(Beginning of Data excerpts)
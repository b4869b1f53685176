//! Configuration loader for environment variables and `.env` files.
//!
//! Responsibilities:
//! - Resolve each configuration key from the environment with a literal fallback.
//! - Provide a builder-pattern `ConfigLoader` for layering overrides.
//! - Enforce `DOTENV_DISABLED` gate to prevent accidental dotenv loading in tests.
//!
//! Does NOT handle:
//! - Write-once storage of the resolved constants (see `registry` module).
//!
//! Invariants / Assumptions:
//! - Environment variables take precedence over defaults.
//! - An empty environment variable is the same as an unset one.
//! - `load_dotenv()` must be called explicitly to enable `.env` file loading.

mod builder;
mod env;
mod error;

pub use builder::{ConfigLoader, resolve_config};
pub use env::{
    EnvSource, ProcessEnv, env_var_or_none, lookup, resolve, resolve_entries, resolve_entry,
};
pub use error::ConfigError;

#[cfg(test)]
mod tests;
(End of Data excerpts)
Work order
You are asked to transcribe the complete data exactly.

Response
repository b4869b1f53685176
//! Configuration loader for environment variables and `.env` files.
//!
//! Responsibilities:
//! - Resolve each configuration key from the environment with a literal fallback.
//! - Provide a builder-pattern `ConfigLoader` for layering overrides.
//! - Enforce `DOTENV_DISABLED` gate to prevent accidental dotenv loading in tests.
//!
//! Does NOT handle:
//! - Write-once storage of the resolved constants (see `registry` module).
//!
//! Invariants / Assumptions:
//! - Environment variables take precedence over defaults.
//! - An empty environment variable is the same as an unset one.
//! - `load_dotenv()` must be called explicitly to enable `.env` file loading.

mod builder;
mod env;
mod error;

pub use builder::{ConfigLoader, resolve_config};
pub use env::{
    EnvSource, ProcessEnv, env_var_or_none, lookup, resolve, resolve_entries, resolve_entry,
};
pub use error::ConfigError;

#[cfg(test)]
mod tests;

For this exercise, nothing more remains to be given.